Prices per kilowatt-hour, announced by providers for consumption in September, have jumped to levels that cause incessant bleeding in the state budget. Finance Minister Christos Staikouras has estimated that total government assistance to households and businesses will approach 2 billion euros to cover most of the electricity subsidies in September from 1.136 billion euros in August. “It is estimated that in September we will approach 2 billion euros,” said Mr. Staikouras, referring to statements that the competent minister Kostas Skrekas will make this morning.
The total income of the Energy Transition Fund for the month of September does not exceed 1 billion euros, of which 700 million euros from the wholesale market and auctions and 300 million euros from the ICO account, which will be paid in two equal installments. – one at the end of August and one in mid-September. This means that about 1 billion euros remains to be opened, which must be covered from the state budget. An amount of about 150 million euros will be allocated directly from budgetary reserves, and the competent services of the Ministry of Finance are already working in this direction, and any amount that is determined from there will be allocated through amendments to the budget and legislation.
In relation to August, the tariffs announced shortly before midnight last Saturday by providers have been increased in some cases even by more than 60%.

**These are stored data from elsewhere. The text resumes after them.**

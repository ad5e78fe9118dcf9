//! Generic array-domain stages
//!
//! These stand in for an external array-oriented augmentation library: they
//! expect named samples (or batches) whose numeric fields are still arrays.

use std::fmt;

use ml_bridge_core::{
    ArrayValue, Error, FieldMap, FieldValue, Result, Sample, StageContract, TransformStage,
};

type ArrayFn = dyn Fn(ArrayValue) -> Result<ArrayValue> + Send + Sync;

/// Take the named array out of `fields`, failing if it is missing or not an array
fn take_array(fields: &mut FieldMap, field: &str) -> Result<ArrayValue> {
    match fields.remove(field) {
        Some(FieldValue::Array(array)) => Ok(array),
        Some(other) => Err(Error::UnsupportedFieldType {
            field: field.to_string(),
            kind: format!("{} where an array was expected", other.describe()),
        }),
        None => Err(Error::InvalidArgument(format!("sample has no field '{field}'"))),
    }
}

/// Apply a closure to one array field
pub struct MapArrays {
    name: String,
    field: String,
    func: Box<ArrayFn>,
}

impl MapArrays {
    /// Create a stage named `name` that rewrites `field` with `func`
    pub fn new<F>(name: impl Into<String>, field: impl Into<String>, func: F) -> Self
    where
        F: Fn(ArrayValue) -> Result<ArrayValue> + Send + Sync + 'static,
    {
        Self {
            name: name.into(),
            field: field.into(),
            func: Box::new(func),
        }
    }
}

impl fmt::Debug for MapArrays {
    fn fmt(&self, f: &mut fmt::Formatter<'_>) -> fmt::Result {
        f.debug_struct("MapArrays")
            .field("name", &self.name)
            .field("field", &self.field)
            .finish_non_exhaustive()
    }
}

impl TransformStage for MapArrays {
    fn name(&self) -> &str {
        &self.name
    }

    fn contract(&self) -> StageContract {
        StageContract::array_domain()
    }

    fn apply(&self, sample: Sample) -> Result<Sample> {
        let mut fields = sample.into_mapping()?;
        let array = take_array(&mut fields, &self.field)?;
        fields.insert(self.field.clone(), FieldValue::Array((self.func)(array)?));
        Ok(Sample::Mapping(fields))
    }
}

/// Normalize an array field to `(x - mean) / std`, producing `f32`
#[derive(Debug, Clone)]
pub struct NormalizeArray {
    field: String,
    mean: f32,
    std: f32,
}

impl NormalizeArray {
    /// Standardize with the given mean and standard deviation
    pub fn new(field: impl Into<String>, mean: f32, std: f32) -> Self {
        Self {
            field: field.into(),
            mean,
            std,
        }
    }

    /// Divide by `scale`, e.g. `255.0` for 8-bit images
    pub fn scale(field: impl Into<String>, scale: f32) -> Self {
        Self::new(field, 0.0, scale)
    }
}

impl TransformStage for NormalizeArray {
    fn name(&self) -> &str {
        "normalize_array"
    }

    fn contract(&self) -> StageContract {
        StageContract::array_domain()
    }

    fn apply(&self, sample: Sample) -> Result<Sample> {
        if self.std == 0.0 {
            return Err(Error::InvalidArgument(
                "normalization std must be non-zero".into(),
            ));
        }
        let mut fields = sample.into_mapping()?;
        let array = take_array(&mut fields, &self.field)?;
        let normalized = array.to_f32().mapv(|x| (x - self.mean) / self.std);
        fields.insert(self.field.clone(), FieldValue::Array(ArrayValue::Float32(normalized)));
        Ok(Sample::Mapping(fields))
    }
}

/// Insert a length-one axis into an array field, e.g. `[28, 28]` to `[1, 28, 28]`
#[derive(Debug, Clone)]
pub struct AddChannelAxis {
    field: String,
    axis: usize,
}

impl AddChannelAxis {
    /// Insert the axis at position `axis`
    pub fn new(field: impl Into<String>, axis: usize) -> Self {
        Self {
            field: field.into(),
            axis,
        }
    }
}

impl TransformStage for AddChannelAxis {
    fn name(&self) -> &str {
        "add_channel_axis"
    }

    fn contract(&self) -> StageContract {
        StageContract::array_domain()
    }

    fn apply(&self, sample: Sample) -> Result<Sample> {
        let mut fields = sample.into_mapping()?;
        let array = take_array(&mut fields, &self.field)?;
        fields.insert(self.field.clone(), FieldValue::Array(array.insert_axis(self.axis)?));
        Ok(Sample::Mapping(fields))
    }
}

#[cfg(test)]
mod tests {
    use super::*;
    use ml_bridge_core::{DType, Tensor};
    use ndarray::{ArrayD, IxDyn};

    fn sample() -> Sample {
        Sample::from_pairs([
            ("data", FieldValue::from(ArrayD::<u8>::from_elem(IxDyn(&[28, 28]), 51))),
            ("label", FieldValue::Int(1)),
        ])
        .unwrap()
    }

    #[test]
    fn normalize_scales_to_unit_range() {
        let out = NormalizeArray::scale("data", 255.0).apply(sample()).unwrap();
        let data = out.get("data").and_then(FieldValue::as_array).unwrap();

        assert_eq!(data.dtype(), DType::Float32);
        assert!(data.to_f64_vec().iter().all(|&v| (v - 0.2).abs() < 1e-6));
    }

    #[test]
    fn normalize_rejects_zero_std() {
        assert!(NormalizeArray::new("data", 0.0, 0.0).apply(sample()).is_err());
    }

    #[test]
    fn add_channel_axis_prepends_dimension() {
        let out = AddChannelAxis::new("data", 0).apply(sample()).unwrap();
        assert_eq!(out.get("data").and_then(FieldValue::as_array).unwrap().shape(), &[1, 28, 28]);
    }

    #[test]
    fn map_arrays_runs_closure() {
        let flip = MapArrays::new("invert", "data", |array| match array {
            ArrayValue::UInt8(a) => Ok(ArrayValue::UInt8(a.mapv(|x| 255 - x))),
            other => Ok(other),
        });

        let out = flip.apply(sample()).unwrap();
        let data = out.get("data").and_then(FieldValue::as_array).unwrap();
        assert_eq!(data.to_f64_vec()[0], 204.0);
        assert_eq!(flip.name(), "invert");
    }

    #[test]
    fn tensor_fields_are_not_arrays() {
        let sample = Sample::from_pairs([(
            "data",
            FieldValue::from(Tensor::from_vec(vec![1u8], vec![1]).unwrap()),
        )])
        .unwrap();

        let err = NormalizeArray::scale("data", 2.0).apply(sample).unwrap_err();
        assert!(matches!(err, Error::UnsupportedFieldType { .. }));
    }

    #[test]
    fn missing_field_is_reported() {
        let err = AddChannelAxis::new("image", 0).apply(sample()).unwrap_err();
        assert!(err.to_string().contains("no field 'image'"));
    }
}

With the exception of ongoing discounts offered by some providers, the lowest price per kilowatt-hour in September is 67.9 cents, compared to 48.6 cents in August from PPC, whose September fee starts at 78.8 cents for the first 500 kilowatts. hours and from 80 minutes to over 500 kilowatt-hours. At August prices, the subsidy reached 33.7 cents per kilowatt-hour and kept the final consumer charge at 15-17 minutes. For a consumer to pay the same price in September, the subsidy must average over 50 cents. However, from yesterday’s statements by Mr. Staikoura, it appears that the government intends to cover these increased costs.
Now it is not only the government that worries, but also the market, where there will be funds for the coming months.
What worries now not only the government, but also the subsidized market, is where the funds will be found for the coming months, as events have debunked all the working assumptions on which the subsidy system was built.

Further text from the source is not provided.